- Film poster
- Directed by: Robert Lemelson
- Produced by: Robert Lemelson Alessandra Pasquino
- Cinematography: Wing Ko
- Edited by: Chisako Yokoyama
- Music by: Malcolm Cross
- Production company: Elemental Productions
- Release date: October 3, 2014 (United States);
- Running time: 82 minutes
- Country: United States
- Languages: Indonesian Balinese English

= Bitter Honey (2014 film) =

Bitter Honey is a 2014 documentary film directed by anthropologist and filmmaker Robert Lemelson that chronicles the lives of three polygamous families living in Bali, Indonesia. The film follows the wives from their introduction to the polygamous lifestyle to the emotional hardships and jealousies to their struggle for empowerment and equal rights.

==Production==
Bitter Honey was directed by Robert Lemelson, an anthropologist and filmmaker with a doctorate from UCLA. Lemelson had originally been researching the 1998 mass rapes perpetrated during the economic crisis and the fall of the Suharto regime. Realizing that these acts were only one piece of the larger puzzle of gender inequality in Indonesia, Lemelson shifted his focus to domestic violence and particularly how it coincided with polygamous kinship forms. The film's title refers to a regional play on words, as the local term for co-wife (madu) also translates to "honey".

The film was shot over a period of seven years. Lemelson used this longitudinal approach to gain the trust of his subjects, saying, "We returned over and over so that people could see we weren't just there to get data and never return."

The film is presented in thematic chapters, with each new section introduced by a traditional Wayang Kulit shadow-puppet performance about the issues surrounding polygamous unions. The filmmakers commissioned this performance for use in the film. In earlier cuts of "Bitter Honey", the film had focused on the husbands in these polygamous arrangements, but Lemelson quickly realized that the more compelling story arose from examining how these marriages are experienced by the co-wives.

==Synopsis==
The film follows the lives of three polygamous families living in Bali, Indonesia, where polygynous unions make up about 10% of households.

The first is the family of Sadra, a fair trade craftsman with two wives and eight children living in separate compounds. Sadra's main narrative thread concerns generational cycles of violence and his abusive relationship with his first wife and mother, and its effect on his children. At one point in the narrative, Sadra's first wife requests the help of his boss and a local human rights lawyer to stage an intervention confronting Sadra about his abusive behavior.

The second family is that of local thug and cockfight organizer, Darma. His five wives each describe how they were "tricked or badgered" into accepting a polygamous marriage and their efforts to come to terms with it. Darma frequently seeks sexual relationships outside of his marital bonds, including with sex workers—putting himself and his wives at risk of STD infection.

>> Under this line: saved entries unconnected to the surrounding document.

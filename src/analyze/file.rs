//! Per-file analysis: read, decode, parse and count.

use std::path::Path;

use thiserror::Error;

use crate::parser::{NodeCounts, ParseError, Parser};

use super::FileRecord;

/// Reasons a single file could not be analyzed.
#[derive(Error, Debug)]
pub enum AnalyzeError {
    #[error("{0}")]
    Read(#[from] std::io::Error),
    #[error("invalid utf-8: {0}")]
    Decode(#[from] std::string::FromUtf8Error),
    #[error("{0}")]
    Parse(#[from] ParseError),
}

/// Line and node counts for a successfully parsed file.
#[derive(Debug, Clone, Copy, PartialEq, Eq)]
pub struct FileStats {
    pub lines: usize,
    pub nodes: NodeCounts,
}

/// Analyze one file, folding any failure into a `FileRecord::Failure`.
pub fn analyze_file(path: &Path, parser: &dyn Parser) -> FileRecord {
    let file_path = path.to_string_lossy().to_string();

    match file_stats(path, parser) {
        Ok(stats) => {
            tracing::debug!(
                path = %file_path,
                lines = stats.lines,
                functions = stats.nodes.functions,
                classes = stats.nodes.classes,
                imports = stats.nodes.imports,
                "analyzed file"
            );
            FileRecord::Success {
                file_path,
                lines: stats.lines,
                functions: stats.nodes.functions,
                classes: stats.nodes.classes,
                imports: stats.nodes.imports,
            }
        }
        Err(e) => {
            tracing::warn!(path = %file_path, error = %e, "file analysis failed");
            FileRecord::Failure {
                file_path,
                error: e.to_string(),
            }
        }
    }
}

/// Read and parse one file.
///
/// The file is read whole, so its handle is closed before parsing starts.
pub fn file_stats(path: &Path, parser: &dyn Parser) -> Result<FileStats, AnalyzeError> {
    let bytes = std::fs::read(path)?;
    let content = String::from_utf8(bytes)?;
    let nodes = parser.count(content.as_bytes())?;

    Ok(FileStats {
        lines: count_lines(&content),
        nodes,
    })
}

/// Count line-terminated segments the way universal newline splitting does.
///
/// `\r\n` is one terminator. A trailing segment without a terminator counts
/// once and the empty string has no lines.
pub fn count_lines(text: &str) -> usize {
    let mut lines = 0;
    let mut pending = false;
    let mut chars = text.chars().peekable();

    while let Some(c) = chars.next() {
        match c {
            '\r' => {
                if chars.peek() == Some(&'\n') {
                    chars.next();
                }
                lines += 1;
                pending = false;
            }
            '\n' | '\x0b' | '\x0c' | '\x1c' | '\x1d' | '\x1e' | '\u{85}' | '\u{2028}'
            | '\u{2029}' => {
                lines += 1;
                pending = false;
            }
            _ => pending = true,
        }
    }

    if pending {
        lines += 1;
    }
    lines
}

The third family profiled is that of Sang Putu Tuaji, a powerful elderly man who was the leader of a local anti-communist militia. He had ten wives, five still living at the time of the film.

==Release==
The film opened in limited theatrical release in the United States on October 3, 2014.

== Critical response ==
Reviews were generally positive. On Rotten Tomatoes it has a 67% approval rating based on 9 reviews, and an average rating of 5.8 out of 10. On Metacritic, the film has a weighted average score of 62 out of 100, based on 6 reviews, indicating "generally favorable" reviews.

Reviewers praising the film for its objective illumination of cultural issues in relation to gender status in Indonesia. Many reviewers praised the film for its potential as an educational tool within Bali as well as in Western classrooms. Critics of the film believed it to be too narrow in its focus. Dennis Harvey of Variety wrote, "Intriguing enough in what it shows, Bitter Honey nonetheless frustrates for what it doesn't."